• **GOAL OF THE EXERCISE**
Report only how many lines in the listing below contain the string "MongoStore".
Start of INFORMATION SUPPLIED
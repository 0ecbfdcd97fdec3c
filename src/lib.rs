//! # corpus-ingest
//!
//! Idempotent ingestion of a text corpus into a replicated MongoDB
//! collection, with one semantic embedding per document.
//!
//! Each file is decoded under an ordered list of encodings, trimmed,
//! identified by the SHA-256 of its text and embedded. The resulting record
//! `{ _id, text, embedding }` is written with majority acknowledgement. The
//! id is derived from the content, so re-running over the same corpus (or a
//! superset) stores each distinct text exactly once. An already stored text
//! is reported as a duplicate, never as a failure.
//!
//! ## Architecture
//!
//! ```text
//! ┌──────────┐   ┌──────────┐   ┌─────────────┐   ┌───────────┐
//! │  Corpus  │──▶│  Decode  │──▶│ Fingerprint │──▶│  MongoDB  │
//! │  *.txt   │   │ utf-8... │   │ + Embedding │   │ w:majority│
//! └──────────┘   └──────────┘   └─────────────┘   └─────┬─────┘
//!                                                       │
//!                                     validation + indexing pass
//! ```
//!
//! ## Modules
//!
//! | Module | Purpose |
//! |--------|---------|
//! | [`config`] | TOML configuration parsing |
//! | [`corpus`] | Corpus directory scanning |
//! | [`decode`] | Multi-encoding text decoding |
//! | [`fingerprint`] | Content-derived record ids |
//! | [`embedding`] | Embedding provider abstraction |
//! | [`store`] | Document store trait, MongoDB and in-memory backends |
//! | [`ingest`] | Pipeline orchestration |
//! | [`validate`] | Post-run validation pass |
//! | [`indexes`] | Post-run indexing pass |
//! | [`stats`] | Run statistics and report |
//! | [`progress`] | Progress reporting |
//! | [`telemetry`] | Logging setup |
//! | [`error`] | Error taxonomy |

pub mod config;
pub mod corpus;
pub mod decode;
pub mod embedding;
pub mod error;
pub mod fingerprint;
pub mod indexes;
pub mod ingest;
pub mod models;
pub mod progress;
pub mod stats;
pub mod store;
pub mod telemetry;
pub mod validate;
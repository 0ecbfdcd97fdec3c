//! Post-run validation pass.
//!
//! Read-only checks over the stored collection: total count, one sampled
//! document's field presence, records grouped by embedding length, counts of
//! records missing `text` or `embedding`, and replica-set health. Each check
//! is best-effort; a failing query becomes a warning in the report and the
//! remaining checks still run. Findings never modify data.

use std::fmt;

use tracing::{info, warn};

use crate::progress::format_number;
use crate::store::{
    CountFilter, DimensionGroup, DocumentStore, RecordField, ReplicaSetStatus, SampleDocument,
};

#[derive(Debug, Clone, Default)]
pub struct ValidationReport {
    pub total: Option<u64>,
    pub sample: Option<SampleDocument>,
    /// Largest group first.
    pub dimension_groups: Vec<DimensionGroup>,
    pub missing_text: Option<u64>,
    pub missing_embedding: Option<u64>,
    pub replica: Option<ReplicaSetStatus>,
    /// Queries that failed and findings worth an operator's attention.
    pub warnings: Vec<String>,
}

impl ValidationReport {
    /// The most common embedding length.
    pub fn majority(&self) -> Option<&DimensionGroup> {
        self.dimension_groups.first()
    }

    /// Every group other than the majority.
    pub fn minority(&self) -> &[DimensionGroup] {
        self.dimension_groups.get(1..).unwrap_or(&[])
    }

    pub fn dimensions_consistent(&self) -> bool {
        self.dimension_groups.len() <= 1
    }

    fn note(&mut self, message: String) {
        warn!("{}", message);
        self.warnings.push(message);
    }
}

/// Run every check against `store`.
pub async fn validate_store(store: &dyn DocumentStore) -> ValidationReport {
    let mut report = ValidationReport::default();
    info!(store = %store.describe(), "validation started");

    match store.count_documents(CountFilter::All).await {
        Ok(total) => report.total = Some(total),
        Err(e) => report.note(format!("count failed: {}", e)),
    }
    if report.total == Some(0) {
        report.note("collection is empty".to_string());
    }

    match store.sample().await {
        Ok(sample) => report.sample = sample,
        Err(e) => report.note(format!("sample failed: {}", e)),
    }
    if let Some(sample) = &report.sample {
        if sample.text.is_none() || sample.embedding_len.is_none() {
            let id = sample.id.clone().unwrap_or_else(|| "?".to_string());
            report.note(format!("sampled document {} is missing fields", id));
        }
    }

    match store.embedding_dimensions().await {
        Ok(groups) => report.dimension_groups = groups,
        Err(e) => report.note(format!("embedding size aggregation failed: {}", e)),
    }
    if !report.dimensions_consistent() {
        let minority: u64 = report.minority().iter().map(|g| g.count).sum();
        report.note(format!(
            "inconsistent embedding dimensions: {} records outside the majority group",
            minority
        ));
    }

    match store
        .count_documents(CountFilter::Missing(RecordField::Text))
        .await
    {
        Ok(n) => report.missing_text = Some(n),
        Err(e) => report.note(format!("missing-text count failed: {}", e)),
    }
    match store
        .count_documents(CountFilter::Missing(RecordField::Embedding))
        .await
    {
        Ok(n) => report.missing_embedding = Some(n),
        Err(e) => report.note(format!("missing-embedding count failed: {}", e)),
    }
    let missing = report.missing_text.unwrap_or(0) + report.missing_embedding.unwrap_or(0);
    if missing > 0 {
        report.note(format!("{} records are missing text or embedding", missing));
    }

    match store.replica_status().await {
        Ok(status) => {
            if status.set_name.is_some() && status.primary_count() != 1 {
                report.note(format!(
                    "replica set has {} primaries, expected exactly 1",
                    status.primary_count()
                ));
            }
            report.replica = Some(status);
        }
        Err(e) => report.note(format!("replica status failed: {}", e)),
    }

    info!(warnings = report.warnings.len(), "validation finished");
    report
}

fn dims_label(dims: Option<usize>) -> String {
    dims.map(|d| d.to_string())
        .unwrap_or_else(|| "none".to_string())
}

impl fmt::Display for ValidationReport {
    fn fmt(&self, f: &mut fmt::Formatter<'_>) -> fmt::Result {
        writeln!(f, "Validation")?;
        writeln!(f, "==========")?;
        match self.total {
            Some(total) => writeln!(f, "  Documents:   {}", format_number(total))?,
            None => writeln!(f, "  Documents:   unknown")?,
        }

        if let Some(sample) = &self.sample {
            writeln!(
                f,
                "  Sample:      _id={} text={} embedding={}",
                if sample.id.is_some() { "yes" } else { "no" },
                if sample.text.is_some() { "yes" } else { "no" },
                dims_label(sample.embedding_len)
            )?;
        }

        if let Some(majority) = self.majority() {
            writeln!(
                f,
                "  Dimensions:  {} ({} records)",
                dims_label(majority.dims),
                format_number(majority.count)
            )?;
            for group in self.minority() {
                writeln!(
                    f,
                    "    minority:  {} ({} records)",
                    dims_label(group.dims),
                    format_number(group.count)
                )?;
            }
        }

        if let (Some(text), Some(embedding)) = (self.missing_text, self.missing_embedding) {
            writeln!(f, "  Missing:     text={} embedding={}", text, embedding)?;
        }

        if let Some(replica) = &self.replica {
            if let Some(version) = &replica.version {
                writeln!(f, "  Server:      {}", version)?;
            }
            match &replica.set_name {
                Some(name) => writeln!(
                    f,
                    "  Replica set: {} ({} members, {} primary)",
                    name,
                    replica.members.len(),
                    replica.primary_count()
                )?,
                None => writeln!(f, "  Replica set: none")?,
            }
        }

        for warning in &self.warnings {
            writeln!(f, "  WARNING: {}", warning)?;
        }
        Ok(())
    }
}
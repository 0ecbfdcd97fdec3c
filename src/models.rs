//! Core data types that flow through the ingestion pipeline.
//!
//! A [`CorpusFile`] is discovered by the scanner, turned into a [`Record`]
//! by the pipeline, and ends in one [`FileOutcome`].

use std::path::PathBuf;

use serde::Serialize;

use crate::fingerprint::fingerprint;

/// A file found in the corpus directory.
#[derive(Debug, Clone, PartialEq, Eq)]
pub struct CorpusFile {
    pub path: PathBuf,
    /// Path relative to the corpus root, used for ordering.
    pub relative: String,
    /// File name, used only for error reporting.
    pub name: String,
}

/// The persisted unit: `{ _id, text, embedding }`.
///
/// The id is derived from the text inside [`Record::new`] and cannot be set
/// any other way.
#[derive(Debug, Clone, PartialEq, Serialize)]
pub struct Record {
    #[serde(rename = "_id")]
    id: String,
    text: String,
    embedding: Vec<f32>,
}

impl Record {
    pub fn new(text: String, embedding: Vec<f32>) -> Self {
        Self {
            id: fingerprint(&text),
            text,
            embedding,
        }
    }

    pub fn id(&self) -> &str {
        &self.id
    }

    pub fn text(&self) -> &str {
        &self.text
    }

    pub fn embedding(&self) -> &[f32] {
        &self.embedding
    }
}

/// Terminal state of one processed file.
#[derive(Debug, Clone, PartialEq, Eq)]
pub enum FileOutcome {
    Inserted { id: String },
    Duplicate { id: String },
    Failed { reason: String },
}

impl FileOutcome {
    pub fn label(&self) -> &'static str {
        match self {
            FileOutcome::Inserted { .. } => "inserted",
            FileOutcome::Duplicate { .. } => "duplicate",
            FileOutcome::Failed { .. } => "failed",
        }
    }
}

/// A per-file failure kept for the end-of-run report.
#[derive(Debug, Clone, PartialEq, Eq)]
pub struct FailureRecord {
    pub file: String,
    pub error: String,
}
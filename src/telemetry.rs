//! Logging setup.
//!
//! Installs a `tracing` subscriber with two fmt layers: one on stdout and,
//! when `[logging].file` is set, one appending to the log file without ANSI
//! colours. `RUST_LOG` takes precedence over `[logging].level`.
//!
//! The returned [`LogGuard`] must stay alive for the whole process; dropping
//! it syncs the log file.

use std::fs::{File, OpenOptions};
use std::io::Write;
use std::sync::Arc;

use anyhow::{Context, Result};
use tracing_subscriber::{fmt, prelude::*, EnvFilter};

use crate::config::LoggingConfig;

/// Keeps the log file handle and flushes it on drop.
pub struct LogGuard {
    file: Option<Arc<File>>,
}

impl LogGuard {
    pub fn flush(&self) {
        if let Some(file) = &self.file {
            let _ = (&**file).flush();
            let _ = file.sync_data();
        }
    }
}

impl Drop for LogGuard {
    fn drop(&mut self) {
        self.flush();
    }
}

/// Install the global subscriber.
pub fn init(config: &LoggingConfig) -> Result<LogGuard> {
    let filter = EnvFilter::try_from_default_env()
        .or_else(|_| EnvFilter::try_new(&config.level))
        .with_context(|| format!("Invalid log level: {}", config.level))?;

    let file = match &config.file {
        Some(path) => {
            let handle = OpenOptions::new()
                .create(true)
                .append(true)
                .open(path)
                .with_context(|| format!("Failed to open log file: {}", path.display()))?;
            Some(Arc::new(handle))
        }
        None => None,
    };

    let file_layer = file.clone().map(|handle| {
        fmt::layer()
            .with_ansi(false)
            .with_target(false)
            .with_writer(handle)
    });

    tracing_subscriber::registry()
        .with(filter)
        .with(fmt::layer().with_target(false))
        .with(file_layer)
        .try_init()
        .context("Failed to install tracing subscriber")?;

    Ok(LogGuard { file })
}
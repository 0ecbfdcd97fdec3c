//! Ingestion pipeline orchestration.
//!
//! Coordinates the full run: corpus scan → decode → fingerprint → embed →
//! majority-acknowledged insert → statistics, one file at a time, followed
//! by the validation and indexing passes.
//!
//! # Per-file outcome
//!
//! | Step | Failure | Outcome |
//! |------|---------|---------|
//! | read + decode | no encoding fits, empty text, io error | `Failed` |
//! | embed | provider error, wrong vector length | `Failed` |
//! | insert | `_id` already stored | `Duplicate` |
//! | insert | anything else, including ack timeout | `Failed` |
//!
//! Every file ends in exactly one outcome and the loop always moves on to the
//! next file. The only things that stop a run early are fatal errors before
//! the first file (store, model, corpus) and an interrupt, which is honoured
//! between files.

use std::future::Future;
use std::sync::atomic::{AtomicBool, Ordering};
use std::sync::Arc;
use std::time::Duration;

use anyhow::Result;
use tracing::{debug, error, info, warn};

use crate::config::Config;
use crate::corpus::scan_corpus;
use crate::decode::{read_document, TextEncoding};
use crate::embedding::{
    create_provider, embed_checked, ensure_available, EmbeddingProvider, NullProvider, DEFAULT_DIMS,
};
use crate::error::IngestError;
use crate::indexes::ensure_indexes;
use crate::models::{CorpusFile, FileOutcome, Record};
use crate::progress::{NoProgress, ProgressEvent, ProgressReporter};
use crate::stats::{RunReport, RunStatistics};
use crate::store::memory::InMemoryStore;
use crate::store::mongo::MongoStore;
use crate::store::{CountFilter, DocumentStore, WriteAck};
use crate::validate::validate_store;

/// Sleep `pause` after every `every` files. `every == 0` disables it.
#[derive(Debug, Clone, Copy, PartialEq, Eq)]
pub struct Pacing {
    pub every: usize,
    pub pause: Duration,
}

impl Pacing {
    pub fn none() -> Self {
        Self {
            every: 0,
            pause: Duration::ZERO,
        }
    }

    fn due_after(&self, processed: usize, total: usize) -> bool {
        self.every > 0 && processed % self.every == 0 && processed < total
    }
}

/// Sequential per-file pipeline over a store and an embedding provider.
pub struct IngestionPipeline<'a> {
    store: &'a dyn DocumentStore,
    embedder: &'a dyn EmbeddingProvider,
    encodings: Vec<TextEncoding>,
    ack: WriteAck,
    pacing: Pacing,
    progress: Box<dyn ProgressReporter>,
    stop: Arc<AtomicBool>,
}

impl<'a> IngestionPipeline<'a> {
    pub fn new(
        store: &'a dyn DocumentStore,
        embedder: &'a dyn EmbeddingProvider,
        encodings: Vec<TextEncoding>,
        ack: WriteAck,
    ) -> Self {
        Self {
            store,
            embedder,
            encodings,
            ack,
            pacing: Pacing::none(),
            progress: Box::new(NoProgress),
            stop: Arc::new(AtomicBool::new(false)),
        }
    }

    pub fn with_pacing(mut self, pacing: Pacing) -> Self {
        self.pacing = pacing;
        self
    }

    pub fn with_progress(mut self, progress: Box<dyn ProgressReporter>) -> Self {
        self.progress = progress;
        self
    }

    /// Share a flag that, once set, stops the run before the next file.
    pub fn with_stop_flag(mut self, stop: Arc<AtomicBool>) -> Self {
        self.stop = stop;
        self
    }

    /// Take one file to its terminal outcome.
    pub async fn process_file(&self, file: &CorpusFile) -> FileOutcome {
        let decoded = match read_document(&file.path, &self.encodings) {
            Ok(decoded) => decoded,
            Err(e) => return failed(file, e),
        };
        debug!(file = %file.name, encoding = %decoded.encoding, "decoded");

        let embedding = match embed_checked(self.embedder, &decoded.text).await {
            Ok(vector) => vector,
            Err(e) => return failed(file, e),
        };

        let record = Record::new(decoded.text, embedding);
        match self.store.insert(&record, &self.ack).await {
            Ok(()) => {
                debug!(file = %file.name, id = record.id(), "inserted");
                FileOutcome::Inserted {
                    id: record.id().to_string(),
                }
            }
            Err(IngestError::DuplicateKey { id }) => {
                info!(file = %file.name, id = %id, "already stored, skipping");
                FileOutcome::Duplicate { id }
            }
            Err(e) => failed(file, e),
        }
    }

    /// Process `files` in order and build the run report.
    pub async fn run(&self, files: &[CorpusFile]) -> RunReport {
        let mut stats = RunStatistics::new();
        let total = files.len();
        let mut interrupted = false;

        if files.is_empty() {
            error!("no input files found in the corpus directory");
        } else {
            info!(files = total, store = %self.store.describe(), "ingestion started");
        }
        self.progress.report(ProgressEvent::Scanned {
            total: total as u64,
        });

        for (i, file) in files.iter().enumerate() {
            if self.stop.load(Ordering::SeqCst) {
                warn!(processed = i, total, "interrupted, stopping before next file");
                self.progress.report(ProgressEvent::Interrupted {
                    processed: i as u64,
                    total: total as u64,
                });
                interrupted = true;
                break;
            }

            let outcome = self.process_file(file).await;
            stats.record(&file.name, &outcome);
            self.progress.report(ProgressEvent::file(
                (i + 1) as u64,
                total as u64,
                &file.name,
                &outcome,
            ));

            if self.pacing.due_after(i + 1, total) {
                debug!(processed = i + 1, "pacing pause");
                tokio::time::sleep(self.pacing.pause).await;
            }
        }

        let total_stored = match self.store.count_documents(CountFilter::All).await {
            Ok(count) => Some(count),
            Err(e) => {
                warn!(error = %e, "could not count stored documents");
                None
            }
        };

        info!(
            inserted = stats.inserted,
            duplicates = stats.duplicates,
            failed = stats.failed,
            interrupted,
            "ingestion finished"
        );
        stats.finish(interrupted, total_stored)
    }
}

fn failed(file: &CorpusFile, err: IngestError) -> FileOutcome {
    warn!(file = %file.name, error = %err, "file failed");
    FileOutcome::Failed {
        reason: err.to_string(),
    }
}

/// Options for [`run_ingest`], mostly from CLI flags.
#[derive(Debug, Clone, Default)]
pub struct RunOptions {
    pub limit: Option<usize>,
    pub dry_run: bool,
    pub skip_validation: bool,
    pub skip_indexes: bool,
}

/// Scan, connect, ingest, validate and index. Prints the reports to stdout.
///
/// Fatal errors ([`IngestError::exit_code`]) are returned before any file is
/// processed. Per-file failures only show up in the returned report.
pub async fn run_ingest(
    config: &Config,
    options: &RunOptions,
    progress: Box<dyn ProgressReporter>,
    stop: Arc<AtomicBool>,
) -> Result<RunReport> {
    let mut files = scan_corpus(&config.corpus)?;
    if let Some(limit) = options.limit {
        files.truncate(limit);
    }

    let ack = WriteAck::majority(Duration::from_millis(config.store.write_timeout_ms));
    let encodings = config.decoding.encodings.clone();
    let null_dims = config.embedding.dims.unwrap_or(DEFAULT_DIMS);

    if options.dry_run {
        // Nothing here reaches the network.
        let store = InMemoryStore::new();
        let embedder = NullProvider::new(null_dims);
        let report = IngestionPipeline::new(&store, &embedder, encodings, ack)
            .with_progress(progress)
            .with_stop_flag(stop)
            .run(&files)
            .await;
        println!("ingest (dry-run)");
        print!("{}", report);
        return Ok(report);
    }

    let store = MongoStore::connect(&config.store).await?;
    let embedder: Box<dyn EmbeddingProvider> = if files.is_empty() {
        info!("no files to embed, skipping model load");
        Box::new(NullProvider::new(null_dims))
    } else {
        let provider = create_provider(&config.embedding).await?;
        ensure_available(provider.as_ref()).await?;
        provider
    };

    let report = IngestionPipeline::new(&store, embedder.as_ref(), encodings, ack)
        .with_pacing(Pacing {
            every: config.pipeline.pause_every,
            pause: Duration::from_millis(config.pipeline.pause_ms),
        })
        .with_progress(progress)
        .with_stop_flag(stop)
        .run(&files)
        .await;
    finish_run(&store, config, options, &report).await;

    store.close().await;
    Ok(report)
}

/// Print the run report, then run the validation and indexing passes unless
/// the run was interrupted or they are switched off.
pub async fn finish_run(
    store: &dyn DocumentStore,
    config: &Config,
    options: &RunOptions,
    report: &RunReport,
) {
    print!("{}", report);
    if report.interrupted {
        return;
    }
    if config.pipeline.validate && !options.skip_validation {
        println!();
        print!("{}", validate_store(store).await);
    }
    if config.pipeline.create_indexes && !options.skip_indexes {
        println!();
        for outcome in ensure_indexes(store).await {
            println!("{}", outcome);
        }
    }
}

/// Set `stop` on the first signal and return on the second, so the caller
/// can exit without waiting for the file in flight.
pub async fn watch_interrupts<S, Fut>(mut signal: S, stop: Arc<AtomicBool>)
where
    S: FnMut() -> Fut,
    Fut: Future<Output = std::io::Result<()>>,
{
    for received in 0..2 {
        if let Err(e) = signal().await {
            warn!(error = %e, "cannot listen for interrupts");
            std::future::pending::<()>().await;
        }
        if received == 0 {
            warn!("interrupt received, finishing current file (press again to abort)");
            stop.store(true, Ordering::SeqCst);
        }
    }
}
End of INFORMATION SUPPLIED
• **TASK OUTPUT**
2